Luciferase activities of the ERVH48-1 promoter and novel enhancer sequences (EIEs). (a) The schematic diagram on the left depicts the suppressyn 5′ LTR and its flanking sequences, including the 5′ flanking region of ERVH48-1 and putative enhancer sequences (ERV Internal Enhancers; EIEs). Below, the separate constructs cloned into the pGL3 vector and the regions they cover, including the 5Enh, LTR, and EIE sequences, are shown. On the right, relative luciferase activity was plotted for these constructs for each cell line used (BeWo, JEG3, HTR8, Ishikawa, and HeLa cells). (b) The left side of this diagram depicts a schematic of the ERVH48-1 5′ LTR and EIE sequences.
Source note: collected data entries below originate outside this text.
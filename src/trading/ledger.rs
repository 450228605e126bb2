//! Ledger RPC access
//!
//! Everything the engine needs from the RPC node goes through [`Ledger`] so
//! the submitters, filters and price feed can run against a fake ledger in
//! tests.

use async_trait::async_trait;
use solana_client::nonblocking::rpc_client::RpcClient;
use solana_client::rpc_config::RpcSendTransactionConfig;
use solana_sdk::account::Account;
use solana_sdk::commitment_config::CommitmentConfig;
use solana_sdk::hash::Hash;
use solana_sdk::pubkey::Pubkey;
use solana_sdk::signature::Signature;
use solana_sdk::transaction::{TransactionError, VersionedTransaction};
use std::sync::Arc;
use std::time::Duration;
use tracing::debug;

use crate::error::{Error, Result};

/// Blockhash a transaction was built against, and the last block height at
/// which it can still land
#[derive(Debug, Clone, Copy, PartialEq, Eq)]
pub struct BlockhashWindow {
    pub blockhash: Hash,
    pub last_valid_block_height: u64,
}

/// Status of a sent signature
#[derive(Debug, Clone, PartialEq, Eq)]
pub enum SignatureStatus {
    /// Not seen (yet) at the requested commitment
    Pending,
    /// Landed successfully
    Confirmed,
    /// Landed, but the transaction itself failed
    Failed(TransactionError),
}

/// Remote ledger operations used by the engine
#[async_trait]
pub trait Ledger: Send + Sync {
    async fn block_height(&self) -> Result<u64>;

    async fn send_transaction(&self, transaction: &VersionedTransaction) -> Result<Signature>;

    async fn signature_status(&self, signature: &Signature) -> Result<SignatureStatus>;

    /// Fetch several accounts in one round trip; missing accounts are `None`
    async fn multiple_accounts(&self, keys: &[Pubkey]) -> Result<Vec<Option<Account>>>;
}

/// [`Ledger`] backed by the nonblocking Solana RPC client
pub struct RpcLedger {
    client: Arc<RpcClient>,
    commitment: CommitmentConfig,
}

impl RpcLedger {
    pub fn new(endpoint: String, timeout: Duration) -> Self {
        let commitment = CommitmentConfig::confirmed();
        Self {
            client: Arc::new(RpcClient::new_with_timeout_and_commitment(
                endpoint, timeout, commitment,
            )),
            commitment,
        }
    }
}

#[async_trait]
impl Ledger for RpcLedger {
    async fn block_height(&self) -> Result<u64> {
        Ok(self.client.get_block_height().await?)
    }

    async fn send_transaction(&self, transaction: &VersionedTransaction) -> Result<Signature> {
        let config = RpcSendTransactionConfig {
            skip_preflight: true,
            preflight_commitment: Some(self.commitment.commitment),
            max_retries: Some(0),
            ..Default::default()
        };

        self.client
            .send_transaction_with_config(transaction, config)
            .await
            .map_err(|e| Error::TransactionSend(e.to_string()))
    }

    async fn signature_status(&self, signature: &Signature) -> Result<SignatureStatus> {
        let status = self
            .client
            .get_signature_status_with_commitment(signature, self.commitment)
            .await?;

        debug!("Signature {} status: {:?}", signature, status);

        Ok(match status {
            None => SignatureStatus::Pending,
            Some(Ok(())) => SignatureStatus::Confirmed,
            Some(Err(e)) => SignatureStatus::Failed(e),
        })
    }

    async fn multiple_accounts(&self, keys: &[Pubkey]) -> Result<Vec<Option<Account>>> {
        Ok(self.client.get_multiple_accounts(keys).await?)
    }
}
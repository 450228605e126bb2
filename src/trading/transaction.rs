//! Transaction helpers: signing quoted swaps, tip/fee transfers, encodings

use base64::Engine;
use solana_sdk::{
    hash::Hash,
    pubkey::Pubkey,
    signature::{Keypair, Signature},
    signer::Signer,
    system_instruction,
    transaction::{Transaction, VersionedTransaction},
};

use crate::error::{Error, Result};

/// Sign an unsigned versioned transaction returned by the quote provider
pub fn sign_versioned(
    unsigned: VersionedTransaction,
    signer: &Keypair,
) -> Result<VersionedTransaction> {
    VersionedTransaction::try_new(unsigned.message, &[signer])
        .map_err(|e| Error::TransactionBuild(format!("Signing failed: {}", e)))
}

/// Build a signed SOL transfer (Jito tip or relay fee)
pub fn build_transfer(
    payer: &Keypair,
    recipient: &Pubkey,
    lamports: u64,
    recent_blockhash: Hash,
) -> VersionedTransaction {
    let instruction = system_instruction::transfer(&payer.pubkey(), recipient, lamports);

    let transaction = Transaction::new_signed_with_payer(
        &[instruction],
        Some(&payer.pubkey()),
        &[payer],
        recent_blockhash,
    );

    VersionedTransaction::from(transaction)
}

/// First (fee payer) signature of a signed transaction
pub fn first_signature(transaction: &VersionedTransaction) -> Result<Signature> {
    transaction
        .signatures
        .first()
        .copied()
        .ok_or_else(|| Error::TransactionBuild("Transaction has no signatures".to_string()))
}

/// Wire bytes of a transaction
pub fn serialize(transaction: &VersionedTransaction) -> Result<Vec<u8>> {
    bincode::serialize(transaction).map_err(|e| Error::Serialization(e.to_string()))
}

/// Base58 wire encoding (bundle and relay payloads)
pub fn encode_base58(transaction: &VersionedTransaction) -> Result<String> {
    Ok(bs58::encode(serialize(transaction)?).into_string())
}

/// Decode a base64 wire transaction (quote provider payloads)
pub fn decode_base64(encoded: &str) -> Result<VersionedTransaction> {
    let bytes = base64::engine::general_purpose::STANDARD
        .decode(encoded)
        .map_err(|e| Error::Deserialization(format!("Invalid base64 transaction: {}", e)))?;

    bincode::deserialize(&bytes)
        .map_err(|e| Error::Deserialization(format!("Invalid transaction bytes: {}", e)))
}

/// Derive associated token account address
pub fn derive_ata(wallet: &Pubkey, mint: &Pubkey) -> Pubkey {
    spl_associated_token_account::get_associated_token_address(wallet, mint)
}

#[cfg(test)]
mod tests {
    use super::*;
    use solana_sdk::message::{Message, VersionedMessage};

    fn unsigned_transfer(payer: &Keypair) -> VersionedTransaction {
        let ix = system_instruction::transfer(&payer.pubkey(), &Pubkey::new_unique(), 1);
        let message = Message::new_with_blockhash(&[ix], Some(&payer.pubkey()), &Hash::new_unique());
        VersionedTransaction {
            signatures: vec![Signature::default()],
            message: VersionedMessage::Legacy(message),
        }
    }

    #[test]
    fn test_derive_ata() {
        let wallet = Pubkey::new_unique();
        let mint = Pubkey::new_unique();
        let ata = derive_ata(&wallet, &mint);

        // ATA should be deterministic
        assert_eq!(ata, derive_ata(&wallet, &mint));
    }

    #[test]
    fn test_sign_versioned_produces_valid_signature() {
        let payer = Keypair::new();
        let signed = sign_versioned(unsigned_transfer(&payer), &payer).unwrap();

        let signature = first_signature(&signed).unwrap();
        assert_ne!(signature, Signature::default());
        assert!(signed.verify_with_results().iter().all(|ok| *ok));
    }

    #[test]
    fn test_transfer_is_signed_against_blockhash() {
        let payer = Keypair::new();
        let blockhash = Hash::new_unique();
        let tx = build_transfer(&payer, &Pubkey::new_unique(), 10_000, blockhash);

        assert_eq!(*tx.message.recent_blockhash(), blockhash);
        assert!(tx.verify_with_results().iter().all(|ok| *ok));
    }

    #[test]
    fn test_base64_decode_accepts_wire_bytes() {
        let payer = Keypair::new();
        let tx = unsigned_transfer(&payer);
        let encoded = base64::engine::general_purpose::STANDARD.encode(serialize(&tx).unwrap());

        let decoded = decode_base64(&encoded).unwrap();
        assert_eq!(decoded.message, tx.message);
        assert!(decode_base64("not base64!").is_err());
    }
}
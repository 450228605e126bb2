//! Position management module

pub mod auto_sell;
pub mod entry;
pub mod manager;
pub mod monitor;
pub mod price_feed;

pub use auto_sell::{ExitRules, ExitTracker, TriggerType};
pub use entry::EntryTracker;
pub use manager::{Position, PositionManager, PositionStatus};
pub use monitor::{MonitorResult, MonitorTick, PriceMonitor};
pub use price_feed::{LedgerReserveSource, ReserveSource};
//! SPL token account decoding
//!
//! Vaults and wallet balances are token accounts, LP and token mints are
//! mint accounts. Only the fixed base layout is read, so accounts with
//! trailing extension data decode as well.

use solana_sdk::account::Account;
use solana_sdk::pubkey::Pubkey;
use spl_token::solana_program::program_pack::Pack;
use spl_token::state::{Account as TokenAccount, Mint};

use crate::error::{Error, Result};

/// Decode a token account
pub fn decode_token_account(data: &[u8]) -> Result<TokenAccount> {
    if data.len() < TokenAccount::LEN {
        return Err(Error::AccountDecode(format!(
            "token account data too short: {} bytes",
            data.len()
        )));
    }
    TokenAccount::unpack_from_slice(&data[..TokenAccount::LEN])
        .map_err(|e| Error::AccountDecode(format!("token account: {}", e)))
}

/// Raw token balance held by a token account
pub fn token_amount(account: &Account) -> Result<u64> {
    Ok(decode_token_account(&account.data)?.amount)
}

/// Decode a mint account
pub fn decode_mint(account: &Account) -> Result<Mint> {
    if account.data.len() < Mint::LEN {
        return Err(Error::AccountDecode(format!(
            "mint data too short: {} bytes",
            account.data.len()
        )));
    }
    Mint::unpack_from_slice(&account.data[..Mint::LEN])
        .map_err(|e| Error::AccountDecode(format!("mint: {}", e)))
}

/// Unwrap an optional account fetched for `key`
pub fn require(account: Option<Account>, key: &Pubkey) -> Result<Account> {
    account.ok_or_else(|| Error::AccountNotFound(key.to_string()))
}

#[cfg(test)]
pub(crate) mod tests {
    use super::*;
    use spl_token::solana_program::program_option::COption;
    use spl_token::state::AccountState;

    /// Packed token account holding `amount` of `mint`
    pub(crate) fn token_account(mint: Pubkey, amount: u64) -> Account {
        let mut data = vec![0u8; TokenAccount::LEN];
        TokenAccount {
            mint,
            owner: Pubkey::new_unique(),
            amount,
            state: AccountState::Initialized,
            ..Default::default()
        }
        .pack_into_slice(&mut data);

        Account {
            lamports: 2_039_280,
            data,
            owner: spl_token::id(),
            executable: false,
            rent_epoch: 0,
        }
    }

    /// Packed mint account
    pub(crate) fn mint_account(
        supply: u64,
        mint_authority: Option<Pubkey>,
        freeze_authority: Option<Pubkey>,
    ) -> Account {
        let mut data = vec![0u8; Mint::LEN];
        Mint {
            mint_authority: mint_authority.map(COption::Some).unwrap_or(COption::None),
            supply,
            decimals: 6,
            is_initialized: true,
            freeze_authority: freeze_authority.map(COption::Some).unwrap_or(COption::None),
        }
        .pack_into_slice(&mut data);

        Account {
            lamports: 1_461_600,
            data,
            owner: spl_token::id(),
            executable: false,
            rent_epoch: 0,
        }
    }

    #[test]
    fn test_token_amount() {
        let account = token_account(Pubkey::new_unique(), 123_456);
        assert_eq!(token_amount(&account).unwrap(), 123_456);
    }

    #[test]
    fn test_token_account_with_trailing_data() {
        let mut account = token_account(Pubkey::new_unique(), 9);
        account.data.extend_from_slice(&[0u8; 32]);
        assert_eq!(token_amount(&account).unwrap(), 9);
    }

    #[test]
    fn test_short_data_rejected() {
        let mut account = token_account(Pubkey::new_unique(), 1);
        account.data.truncate(10);
        assert!(matches!(token_amount(&account), Err(Error::AccountDecode(_))));
    }

    #[test]
    fn test_decode_mint_authorities() {
        let authority = Pubkey::new_unique();
        let mint = decode_mint(&mint_account(0, None, Some(authority))).unwrap();
        assert_eq!(mint.supply, 0);
        assert!(mint.mint_authority.is_none());
        assert_eq!(mint.freeze_authority, COption::Some(authority));
    }
}
//! Command-line interface

pub mod commands;
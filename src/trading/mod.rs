//! Trading module - quoting, signing and landing transactions
//!
//! Supports multiple execution methods:
//! - Standard (direct RPC send)
//! - Jito bundles (tip-bundled, fanned out to every region)
//! - Relay (single propagation service)

pub mod http;
pub mod jito;
pub mod ledger;
pub mod quote;
pub mod relay;
pub mod submitter;
pub mod transaction;

pub use http::{HttpTransport, JsonTransport};
pub use jito::JitoClient;
pub use ledger::{BlockhashWindow, Ledger, RpcLedger, SignatureStatus};
pub use quote::{JupiterQuoteProvider, QuoteProvider, QuoteRequest, QuotedSwap};
pub use relay::RelayClient;
pub use submitter::{
    SubmissionKind, SubmissionRequest, SubmitError, SubmitOutcome, TransactionSubmitter,
};
//! Pool predicates, in the order the gate runs them

use async_trait::async_trait;
use solana_sdk::native_token::{lamports_to_sol, sol_to_lamports};
use std::sync::Arc;
use tracing::debug;

use crate::accounts::{decode_mint, require, token_amount};
use crate::config::FilterConfig;
use crate::error::Result;
use crate::filter::{FilterOutcome, PoolFilter};
use crate::pool::PoolKeys;
use crate::trading::ledger::Ledger;

/// SOL-side reserve bounds. Under the minimum can still change; over the
/// cap is a hard reject.
pub struct PoolSizeFilter {
    ledger: Arc<dyn Ledger>,
    min_lamports: u64,
    /// 0 = no cap
    max_lamports: u64,
}

impl PoolSizeFilter {
    pub fn new(ledger: Arc<dyn Ledger>, min_sol: f64, max_sol: f64) -> Self {
        Self {
            ledger,
            min_lamports: sol_to_lamports(min_sol),
            max_lamports: sol_to_lamports(max_sol),
        }
    }
}

#[async_trait]
impl PoolFilter for PoolSizeFilter {
    fn name(&self) -> &'static str {
        "pool_size"
    }

    async fn check(&self, pool: &PoolKeys) -> Result<FilterOutcome> {
        let account = self
            .ledger
            .multiple_accounts(&[pool.sol_vault])
            .await?
            .into_iter()
            .next()
            .flatten();
        let reserve = token_amount(&require(account, &pool.sol_vault)?)?;

        debug!("Pool {} holds {} SOL", pool.id, lamports_to_sol(reserve));

        if self.max_lamports > 0 && reserve > self.max_lamports {
            return Ok(FilterOutcome::reject(format!(
                "pool size {} SOL above cap {} SOL",
                lamports_to_sol(reserve),
                lamports_to_sol(self.max_lamports)
            )));
        }

        if reserve < self.min_lamports {
            return Ok(FilterOutcome::fail(format!(
                "pool size {} SOL below minimum {} SOL",
                lamports_to_sol(reserve),
                lamports_to_sol(self.min_lamports)
            )));
        }

        Ok(FilterOutcome::pass())
    }
}

/// LP tokens burned (LP mint supply is zero)
pub struct BurnFilter {
    ledger: Arc<dyn Ledger>,
}

impl BurnFilter {
    pub fn new(ledger: Arc<dyn Ledger>) -> Self {
        Self { ledger }
    }
}

#[async_trait]
impl PoolFilter for BurnFilter {
    fn name(&self) -> &'static str {
        "burned"
    }

    async fn check(&self, pool: &PoolKeys) -> Result<FilterOutcome> {
        let account = self
            .ledger
            .multiple_accounts(&[pool.lp_mint])
            .await?
            .into_iter()
            .next()
            .flatten();
        let supply = decode_mint(&require(account, &pool.lp_mint)?)?.supply;

        if supply == 0 {
            Ok(FilterOutcome::pass())
        } else {
            Ok(FilterOutcome::fail(format!("LP not burned ({} outstanding)", supply)))
        }
    }
}

/// Mint authority renounced and/or no freeze authority on the token mint
pub struct RenouncedFreezeFilter {
    ledger: Arc<dyn Ledger>,
    check_renounced: bool,
    check_freezable: bool,
}

impl RenouncedFreezeFilter {
    pub fn new(ledger: Arc<dyn Ledger>, check_renounced: bool, check_freezable: bool) -> Self {
        Self {
            ledger,
            check_renounced,
            check_freezable,
        }
    }
}

#[async_trait]
impl PoolFilter for RenouncedFreezeFilter {
    fn name(&self) -> &'static str {
        "renounced_freeze"
    }

    async fn check(&self, pool: &PoolKeys) -> Result<FilterOutcome> {
        let account = self
            .ledger
            .multiple_accounts(&[pool.token_mint])
            .await?
            .into_iter()
            .next()
            .flatten();
        let mint = decode_mint(&require(account, &pool.token_mint)?)?;

        let mut problems = Vec::new();
        if self.check_renounced && mint.mint_authority.is_some() {
            problems.push("mint authority not renounced");
        }
        if self.check_freezable && mint.freeze_authority.is_some() {
            problems.push("token is freezable");
        }

        if problems.is_empty() {
            Ok(FilterOutcome::pass())
        } else {
            Ok(FilterOutcome::fail(problems.join(", ")))
        }
    }
}

/// The enabled predicates, in priority order
pub fn build_filters(config: &FilterConfig, ledger: Arc<dyn Ledger>) -> Vec<Box<dyn PoolFilter>> {
    let mut filters: Vec<Box<dyn PoolFilter>> = Vec::new();

    if config.min_pool_size_sol > 0.0 || config.max_pool_size_sol > 0.0 {
        filters.push(Box::new(PoolSizeFilter::new(
            ledger.clone(),
            config.min_pool_size_sol,
            config.max_pool_size_sol,
        )));
    }

    if config.check_burned {
        filters.push(Box::new(BurnFilter::new(ledger.clone())));
    }

    if config.check_renounced || config.check_freezable {
        filters.push(Box::new(RenouncedFreezeFilter::new(
            ledger,
            config.check_renounced,
            config.check_freezable,
        )));
    }

    filters
}

#[cfg(test)]
mod tests {
    use super::*;
    use crate::accounts::tests::{mint_account, token_account};
    use crate::pool::tests::descriptor;
    use crate::pool::WSOL_MINT;
    use crate::trading::ledger::tests::FakeLedger;
    use solana_sdk::pubkey::Pubkey;

    fn keys() -> PoolKeys {
        PoolKeys::resolve(Pubkey::new_unique(), &descriptor(Pubkey::new_unique())).unwrap()
    }

    #[tokio::test]
    async fn test_pool_size_bounds() {
        let ledger = Arc::new(FakeLedger::new(1));
        let pool = keys();
        let filter = PoolSizeFilter::new(ledger.clone(), 5.0, 50.0);

        ledger.set_account(pool.sol_vault, token_account(*WSOL_MINT, sol_to_lamports(2.0)));
        let outcome = filter.check(&pool).await.unwrap();
        assert!(!outcome.ok);
        assert!(!outcome.hard_reject);

        ledger.set_account(pool.sol_vault, token_account(*WSOL_MINT, sol_to_lamports(10.0)));
        assert!(filter.check(&pool).await.unwrap().ok);

        ledger.set_account(pool.sol_vault, token_account(*WSOL_MINT, sol_to_lamports(80.0)));
        let outcome = filter.check(&pool).await.unwrap();
        assert!(!outcome.ok);
        assert!(outcome.hard_reject);
    }

    #[tokio::test]
    async fn test_missing_vault_is_error() {
        let ledger = Arc::new(FakeLedger::new(1));
        let filter = PoolSizeFilter::new(ledger, 1.0, 0.0);
        assert!(filter.check(&keys()).await.is_err());
    }

    #[tokio::test]
    async fn test_burn_filter() {
        let ledger = Arc::new(FakeLedger::new(1));
        let pool = keys();
        let filter = BurnFilter::new(ledger.clone());

        ledger.set_account(pool.lp_mint, mint_account(1_000, None, None));
        assert!(!filter.check(&pool).await.unwrap().ok);

        ledger.set_account(pool.lp_mint, mint_account(0, None, None));
        assert!(filter.check(&pool).await.unwrap().ok);
    }

    #[tokio::test]
    async fn test_renounced_and_freeze() {
        let ledger = Arc::new(FakeLedger::new(1));
        let pool = keys();
        let authority = Pubkey::new_unique();

        ledger.set_account(pool.token_mint, mint_account(1, Some(authority), None));
        let strict = RenouncedFreezeFilter::new(ledger.clone(), true, true);
        let outcome = strict.check(&pool).await.unwrap();
        assert!(!outcome.ok);
        assert!(outcome.reason.contains("mint authority"));

        // Only the freeze check enabled: mint authority is ignored
        let freeze_only = RenouncedFreezeFilter::new(ledger.clone(), false, true);
        assert!(freeze_only.check(&pool).await.unwrap().ok);

        ledger.set_account(pool.token_mint, mint_account(1, None, Some(authority)));
        assert!(!freeze_only.check(&pool).await.unwrap().ok);
    }

    #[test]
    fn test_build_filters_order() {
        let ledger: Arc<dyn Ledger> = Arc::new(FakeLedger::new(1));
        let mut config = FilterConfig {
            check_interval_ms: 2000,
            check_duration_ms: 10000,
            min_pool_size_sol: 1.0,
            max_pool_size_sol: 0.0,
            check_burned: true,
            check_renounced: true,
            check_freezable: false,
        };

        let names: Vec<_> = build_filters(&config, ledger.clone())
            .iter()
            .map(|f| f.name())
            .collect();
        assert_eq!(names, vec!["pool_size", "burned", "renounced_freeze"]);

        config.min_pool_size_sol = 0.0;
        config.check_burned = false;
        config.check_renounced = false;
        assert!(build_filters(&config, ledger).is_empty());
    }
}
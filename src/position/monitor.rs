//! Bounded price polling for entry and exit decisions

use std::future::Future;
use std::sync::Arc;
use std::time::Duration;
use tokio_util::sync::CancellationToken;
use tracing::{debug, info, warn};

use crate::config::{poll_budget, AutoSellConfig};
use crate::pool::PoolKeys;
use crate::position::auto_sell::{ExitTracker, TriggerType};
use crate::position::entry::EntryTracker;
use crate::position::price_feed::ReserveSource;

/// How a monitoring round ended
#[derive(Debug, Clone, Copy, PartialEq, Eq)]
pub enum MonitorResult {
    TakeProfit,
    StopLoss,
    /// Entry signal (pre-buy rounds only)
    Entry,
    /// Budget spent without a signal
    Timeout,
    /// Stop flag raised
    Cancelled,
}

impl From<TriggerType> for MonitorResult {
    fn from(trigger: TriggerType) -> Self {
        match trigger {
            TriggerType::TakeProfit => MonitorResult::TakeProfit,
            TriggerType::StopLoss => MonitorResult::StopLoss,
        }
    }
}

/// Exit state after a poll, reported back to the owner of the position
#[derive(Debug, Clone, Copy, PartialEq)]
pub struct MonitorTick {
    pub price: f64,
    pub highest_price_seen: f64,
    pub threshold: f64,
}

pub struct PriceMonitor {
    source: Arc<dyn ReserveSource>,
    interval: Duration,
    budget: u32,
}

impl PriceMonitor {
    pub fn new(source: Arc<dyn ReserveSource>, interval: Duration, budget: u32) -> Self {
        Self {
            source,
            interval,
            budget: budget.max(1),
        }
    }

    pub fn from_config(source: Arc<dyn ReserveSource>, config: &AutoSellConfig) -> Self {
        Self::new(
            source,
            Duration::from_millis(config.price_check_interval_ms),
            poll_budget(config.price_check_duration_ms, config.price_check_interval_ms),
        )
    }

    pub fn budget(&self) -> u32 {
        self.budget
    }

    /// Sleep one interval; `false` if cancelled meanwhile
    async fn pause(&self, cancel: &CancellationToken) -> bool {
        tokio::select! {
            _ = cancel.cancelled() => false,
            _ = tokio::time::sleep(self.interval) => true,
        }
    }

    /// Poll until take-profit, stop-loss, timeout or cancellation.
    ///
    /// `on_tick` sees the tracker state after every successful price read.
    /// Failed reads are logged and still use up an iteration.
    pub async fn watch_exit<F, Fut>(
        &self,
        pool: &PoolKeys,
        tracker: &mut ExitTracker,
        cancel: &CancellationToken,
        mut on_tick: F,
    ) -> MonitorResult
    where
        F: FnMut(MonitorTick) -> Fut + Send,
        Fut: Future<Output = ()> + Send,
    {
        for iteration in 1..=self.budget {
            if cancel.is_cancelled() {
                return MonitorResult::Cancelled;
            }

            match self.source.price(pool).await {
                Ok(price) => {
                    let signal = tracker.observe(price);
                    on_tick(MonitorTick {
                        price,
                        highest_price_seen: tracker.highest_price_seen(),
                        threshold: tracker.threshold(),
                    })
                    .await;

                    debug!(
                        "{} price {:.12} (high {:.12}, stop {:.12}, tp {}, sl {})",
                        pool.token_mint,
                        price,
                        tracker.highest_price_seen(),
                        tracker.threshold(),
                        tracker.take_profit_count(),
                        tracker.stop_loss_count()
                    );

                    if let Some(trigger) = signal {
                        info!("{} exit signal {:?} at {:.12}", pool.token_mint, trigger, price);
                        return trigger.into();
                    }
                }
                Err(e) => warn!("Price check {} failed for {}: {}", iteration, pool.token_mint, e),
            }

            if iteration < self.budget && !self.pause(cancel).await {
                return MonitorResult::Cancelled;
            }
        }

        info!("{} exit monitor timed out", pool.token_mint);
        MonitorResult::Timeout
    }

    /// Poll until the entry signal, timeout or cancellation
    pub async fn watch_entry(
        &self,
        pool: &PoolKeys,
        tracker: &mut EntryTracker,
        cancel: &CancellationToken,
    ) -> MonitorResult {
        for iteration in 1..=self.budget {
            if cancel.is_cancelled() {
                return MonitorResult::Cancelled;
            }

            match self.source.price(pool).await {
                Ok(price) => {
                    if tracker.observe(price) {
                        info!("{} entry signal at {:.12}", pool.token_mint, price);
                        return MonitorResult::Entry;
                    }
                }
                Err(e) => warn!("Entry check {} failed for {}: {}", iteration, pool.token_mint, e),
            }

            if iteration < self.budget && !self.pause(cancel).await {
                return MonitorResult::Cancelled;
            }
        }

        MonitorResult::Timeout
    }
}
Details of the whole and the restriction enzyme-truncated (SmaI, EcoRV, and BglII) pGL3 constructs are shown below this. Three enhancer regions in the EIEs were predicted via cCRE. Predicted binding sites for GATA transcription factors in this region are presented (…GATA…). Luciferase activity associated with the transfection of these constructs into BeWo cells is shown on the right. Luciferase activity associated with the presence of the pGL3-basic construct was used as a comparator for statistical analysis. Mann–Whitney U tests were performed, and statistical significance was set at ** p < 0.01. Experimental replicates were performed in duplicate, and the means ± SDs were calculated from three independent experiments.

Figure 5

ERVH48-1 promoter activity in low and high oxygen conditions. (a) Comparison of ERVH48-1 promoter activity under low and high oxygen conditions (2% or 20%). Luciferase activity of ERVH48-1 promoter sequences in BeWo, JEG3, HTR8, Ishikawa, and HeLa cells when cultured at 20% O₂ (left column) or 2% O₂ (right column). (Bars from left to right: pGL3-basic, -LTR, -5Enh-LTR, -LTR-EIE, and -5Enh-LTR-EIE.) Luciferase activities for each construct were normalized to pGL3-basic and compared to values for each reporter construct cultured under 20% O₂ results to assess statistical differences. (Mann–Whitney U test: * p < 0.05; ** p < 0.01.) Experiments were performed in duplicate, and the means ± SDs were calculated from three independent experiments. (b) The effects of transient expression of hypoxia-inducible proteins (HIF1α, HIF2α, and ARNT) on the transcriptional activity of each ERVH48-1 promoter construct in BeWo cells and (c) in HTR8 cells. pGL3-basic was included as a reference. Statistical analysis was performed, comparing the luciferase activities in cells exposed to the vector-only transfected control with those in which each gene or genes were transiently transfected (Mann–Whitney U test: ** p < 0.01). Experiments were performed in duplicate, and the means ± SDs were calculated from three independent experiments.